- [WORK ITEM] Your response should be every line from the entries that includes the string "synchronization".

Data records
▶

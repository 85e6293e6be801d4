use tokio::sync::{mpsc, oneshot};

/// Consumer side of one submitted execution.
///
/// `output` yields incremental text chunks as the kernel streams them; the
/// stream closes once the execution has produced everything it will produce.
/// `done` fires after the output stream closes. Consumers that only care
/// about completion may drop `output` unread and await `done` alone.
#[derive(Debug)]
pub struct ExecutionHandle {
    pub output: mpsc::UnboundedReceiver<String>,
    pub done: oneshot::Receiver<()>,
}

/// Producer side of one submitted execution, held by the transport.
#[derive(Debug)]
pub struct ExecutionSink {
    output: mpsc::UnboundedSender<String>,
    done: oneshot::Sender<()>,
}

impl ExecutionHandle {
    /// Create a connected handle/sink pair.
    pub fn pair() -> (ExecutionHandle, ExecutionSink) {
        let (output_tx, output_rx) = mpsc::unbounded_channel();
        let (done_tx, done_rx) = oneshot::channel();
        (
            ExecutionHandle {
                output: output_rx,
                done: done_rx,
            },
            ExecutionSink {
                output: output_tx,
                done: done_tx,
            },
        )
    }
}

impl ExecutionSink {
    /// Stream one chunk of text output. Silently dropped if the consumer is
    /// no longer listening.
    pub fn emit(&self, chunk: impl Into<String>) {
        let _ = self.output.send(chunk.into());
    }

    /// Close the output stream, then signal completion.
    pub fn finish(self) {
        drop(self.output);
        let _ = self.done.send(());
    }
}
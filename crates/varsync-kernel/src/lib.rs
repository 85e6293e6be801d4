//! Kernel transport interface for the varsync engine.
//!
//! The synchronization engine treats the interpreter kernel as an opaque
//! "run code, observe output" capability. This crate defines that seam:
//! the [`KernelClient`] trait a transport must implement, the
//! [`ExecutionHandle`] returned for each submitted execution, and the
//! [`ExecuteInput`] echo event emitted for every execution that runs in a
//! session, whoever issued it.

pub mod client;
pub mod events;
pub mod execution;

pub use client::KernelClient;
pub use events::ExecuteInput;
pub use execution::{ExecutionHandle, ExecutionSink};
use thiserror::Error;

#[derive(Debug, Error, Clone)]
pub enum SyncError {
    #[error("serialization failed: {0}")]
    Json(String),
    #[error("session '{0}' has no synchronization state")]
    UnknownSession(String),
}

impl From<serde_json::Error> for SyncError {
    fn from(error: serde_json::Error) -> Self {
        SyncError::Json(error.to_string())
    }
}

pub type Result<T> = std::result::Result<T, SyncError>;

◀

- [TASK RESULT]
//! The synchronization engine treats the interpreter kernel as an opaque
    #[error("session '{0}' has no synchronization state")]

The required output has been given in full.